**Exercise**
Where the string "anyhow" occurs in a line of the entries below, copy that line.

----- The data

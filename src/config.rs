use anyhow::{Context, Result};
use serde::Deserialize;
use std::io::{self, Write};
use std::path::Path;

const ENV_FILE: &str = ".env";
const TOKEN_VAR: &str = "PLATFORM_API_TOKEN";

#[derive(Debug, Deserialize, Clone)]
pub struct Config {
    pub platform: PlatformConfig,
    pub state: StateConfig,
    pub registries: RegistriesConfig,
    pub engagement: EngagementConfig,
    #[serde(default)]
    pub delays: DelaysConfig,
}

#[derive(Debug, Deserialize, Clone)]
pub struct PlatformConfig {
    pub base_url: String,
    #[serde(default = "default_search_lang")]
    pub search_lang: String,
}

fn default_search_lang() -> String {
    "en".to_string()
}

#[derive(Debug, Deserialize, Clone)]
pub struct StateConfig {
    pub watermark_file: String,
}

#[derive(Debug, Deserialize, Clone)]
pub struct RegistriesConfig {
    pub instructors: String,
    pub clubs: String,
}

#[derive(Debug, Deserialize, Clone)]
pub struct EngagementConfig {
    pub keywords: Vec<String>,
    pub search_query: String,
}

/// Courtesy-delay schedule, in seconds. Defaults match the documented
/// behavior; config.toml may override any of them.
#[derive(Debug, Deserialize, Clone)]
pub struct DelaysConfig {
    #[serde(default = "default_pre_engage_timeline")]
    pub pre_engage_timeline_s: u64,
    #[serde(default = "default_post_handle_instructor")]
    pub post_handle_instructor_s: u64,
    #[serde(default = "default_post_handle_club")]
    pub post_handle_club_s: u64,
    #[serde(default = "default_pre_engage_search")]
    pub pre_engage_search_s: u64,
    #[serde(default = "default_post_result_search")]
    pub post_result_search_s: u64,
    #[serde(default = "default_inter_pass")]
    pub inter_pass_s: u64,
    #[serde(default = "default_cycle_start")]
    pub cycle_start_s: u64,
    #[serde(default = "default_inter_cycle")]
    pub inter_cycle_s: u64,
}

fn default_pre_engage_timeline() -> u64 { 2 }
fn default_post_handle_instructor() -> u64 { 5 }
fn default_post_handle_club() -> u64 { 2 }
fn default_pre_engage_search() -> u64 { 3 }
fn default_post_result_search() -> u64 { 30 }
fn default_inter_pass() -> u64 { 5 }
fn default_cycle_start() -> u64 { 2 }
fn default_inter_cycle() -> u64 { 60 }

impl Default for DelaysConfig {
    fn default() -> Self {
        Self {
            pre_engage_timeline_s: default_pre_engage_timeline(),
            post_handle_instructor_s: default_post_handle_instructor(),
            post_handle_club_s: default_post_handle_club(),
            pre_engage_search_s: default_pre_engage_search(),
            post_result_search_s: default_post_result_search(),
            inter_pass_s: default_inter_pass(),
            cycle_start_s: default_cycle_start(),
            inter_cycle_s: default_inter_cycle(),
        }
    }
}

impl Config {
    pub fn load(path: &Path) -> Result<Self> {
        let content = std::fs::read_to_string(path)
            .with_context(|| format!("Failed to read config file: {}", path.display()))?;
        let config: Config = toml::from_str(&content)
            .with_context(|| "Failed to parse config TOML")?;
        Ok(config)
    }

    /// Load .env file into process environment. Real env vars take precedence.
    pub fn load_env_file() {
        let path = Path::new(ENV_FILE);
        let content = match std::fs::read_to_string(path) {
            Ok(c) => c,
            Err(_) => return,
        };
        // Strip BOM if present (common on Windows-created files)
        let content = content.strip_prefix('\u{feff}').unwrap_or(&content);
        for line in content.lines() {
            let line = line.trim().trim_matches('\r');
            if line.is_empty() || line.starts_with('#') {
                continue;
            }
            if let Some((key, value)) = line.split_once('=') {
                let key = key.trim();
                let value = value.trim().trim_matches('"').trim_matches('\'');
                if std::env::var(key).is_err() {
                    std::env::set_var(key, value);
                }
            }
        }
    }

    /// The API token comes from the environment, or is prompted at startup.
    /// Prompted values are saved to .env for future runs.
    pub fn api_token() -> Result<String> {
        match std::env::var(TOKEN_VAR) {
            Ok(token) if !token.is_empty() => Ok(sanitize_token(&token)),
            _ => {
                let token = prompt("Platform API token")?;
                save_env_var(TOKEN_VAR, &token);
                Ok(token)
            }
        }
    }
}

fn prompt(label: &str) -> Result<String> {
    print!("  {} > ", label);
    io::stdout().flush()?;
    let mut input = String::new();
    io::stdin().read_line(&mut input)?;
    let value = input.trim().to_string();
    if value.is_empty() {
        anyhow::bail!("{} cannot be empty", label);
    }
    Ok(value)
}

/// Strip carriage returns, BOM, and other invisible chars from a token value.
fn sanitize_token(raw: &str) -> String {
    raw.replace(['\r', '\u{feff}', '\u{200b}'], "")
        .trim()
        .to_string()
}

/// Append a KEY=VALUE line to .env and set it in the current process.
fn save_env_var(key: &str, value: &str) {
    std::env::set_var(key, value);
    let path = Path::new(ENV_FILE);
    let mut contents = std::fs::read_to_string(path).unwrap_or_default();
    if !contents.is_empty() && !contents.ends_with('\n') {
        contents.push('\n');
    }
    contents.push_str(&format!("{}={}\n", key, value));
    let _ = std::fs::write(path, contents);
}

----------
----- The data

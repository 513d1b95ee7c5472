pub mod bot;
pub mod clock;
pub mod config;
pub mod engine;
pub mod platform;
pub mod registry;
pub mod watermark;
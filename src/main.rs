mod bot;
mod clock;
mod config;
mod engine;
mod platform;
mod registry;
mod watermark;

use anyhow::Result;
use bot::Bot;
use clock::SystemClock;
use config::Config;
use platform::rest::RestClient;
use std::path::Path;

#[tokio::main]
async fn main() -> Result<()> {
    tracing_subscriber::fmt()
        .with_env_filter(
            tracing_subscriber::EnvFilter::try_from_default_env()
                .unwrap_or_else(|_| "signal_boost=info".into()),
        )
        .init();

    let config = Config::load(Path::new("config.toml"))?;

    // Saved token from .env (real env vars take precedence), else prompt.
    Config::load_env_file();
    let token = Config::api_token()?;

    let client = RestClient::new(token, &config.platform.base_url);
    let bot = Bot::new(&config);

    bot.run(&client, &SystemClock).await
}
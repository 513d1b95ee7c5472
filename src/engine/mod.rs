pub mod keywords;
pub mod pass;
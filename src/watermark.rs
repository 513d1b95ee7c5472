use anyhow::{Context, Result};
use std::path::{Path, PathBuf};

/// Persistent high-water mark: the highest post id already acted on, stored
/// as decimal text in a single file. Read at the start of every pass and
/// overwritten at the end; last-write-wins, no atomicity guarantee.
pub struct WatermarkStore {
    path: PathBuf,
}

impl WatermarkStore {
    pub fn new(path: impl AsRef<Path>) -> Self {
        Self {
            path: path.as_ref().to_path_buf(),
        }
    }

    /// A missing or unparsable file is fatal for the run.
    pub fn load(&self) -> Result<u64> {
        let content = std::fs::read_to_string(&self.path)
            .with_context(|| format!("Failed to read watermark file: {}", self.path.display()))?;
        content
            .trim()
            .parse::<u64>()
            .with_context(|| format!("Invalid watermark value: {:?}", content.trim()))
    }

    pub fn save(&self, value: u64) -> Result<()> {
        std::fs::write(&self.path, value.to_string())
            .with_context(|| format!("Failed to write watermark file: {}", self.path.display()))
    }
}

----------
----- The data

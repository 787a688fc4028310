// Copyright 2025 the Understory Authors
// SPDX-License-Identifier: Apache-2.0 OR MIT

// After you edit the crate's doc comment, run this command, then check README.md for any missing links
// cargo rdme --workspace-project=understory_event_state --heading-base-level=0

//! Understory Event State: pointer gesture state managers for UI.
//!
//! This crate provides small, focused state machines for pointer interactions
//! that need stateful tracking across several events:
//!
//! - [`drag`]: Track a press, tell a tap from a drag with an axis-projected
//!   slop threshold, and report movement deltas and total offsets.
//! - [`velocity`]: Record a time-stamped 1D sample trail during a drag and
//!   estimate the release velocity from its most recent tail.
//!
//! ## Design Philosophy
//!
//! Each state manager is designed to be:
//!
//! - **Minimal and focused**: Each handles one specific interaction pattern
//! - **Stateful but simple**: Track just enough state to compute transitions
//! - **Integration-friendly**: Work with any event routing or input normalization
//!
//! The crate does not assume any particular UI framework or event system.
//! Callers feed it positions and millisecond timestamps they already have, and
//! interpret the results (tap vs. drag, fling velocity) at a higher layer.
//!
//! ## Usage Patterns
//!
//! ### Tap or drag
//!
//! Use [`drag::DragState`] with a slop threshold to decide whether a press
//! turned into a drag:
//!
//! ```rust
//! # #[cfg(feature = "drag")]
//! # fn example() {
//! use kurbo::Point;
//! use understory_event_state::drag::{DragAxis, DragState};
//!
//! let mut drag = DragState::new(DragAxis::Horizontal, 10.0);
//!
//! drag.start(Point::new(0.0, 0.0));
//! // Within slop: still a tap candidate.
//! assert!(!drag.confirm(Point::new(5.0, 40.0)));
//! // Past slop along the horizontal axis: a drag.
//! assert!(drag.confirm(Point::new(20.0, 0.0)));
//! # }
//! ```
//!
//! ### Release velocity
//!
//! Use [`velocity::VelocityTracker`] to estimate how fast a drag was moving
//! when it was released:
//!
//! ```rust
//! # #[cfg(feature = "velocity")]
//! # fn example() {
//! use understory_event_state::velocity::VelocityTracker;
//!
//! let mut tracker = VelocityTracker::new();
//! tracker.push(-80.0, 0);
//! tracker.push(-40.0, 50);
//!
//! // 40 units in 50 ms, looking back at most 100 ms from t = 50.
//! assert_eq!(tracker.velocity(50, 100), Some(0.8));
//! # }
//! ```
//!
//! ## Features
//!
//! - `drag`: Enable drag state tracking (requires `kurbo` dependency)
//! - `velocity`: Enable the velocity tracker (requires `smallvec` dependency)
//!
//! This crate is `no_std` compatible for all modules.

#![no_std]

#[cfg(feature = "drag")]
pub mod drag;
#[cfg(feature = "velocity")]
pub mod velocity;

----------

**Reply**
use anyhow::{Context, Result};
        anyhow::bail!("{} cannot be empty", label);
use anyhow::Result;
use anyhow::{Context, Result};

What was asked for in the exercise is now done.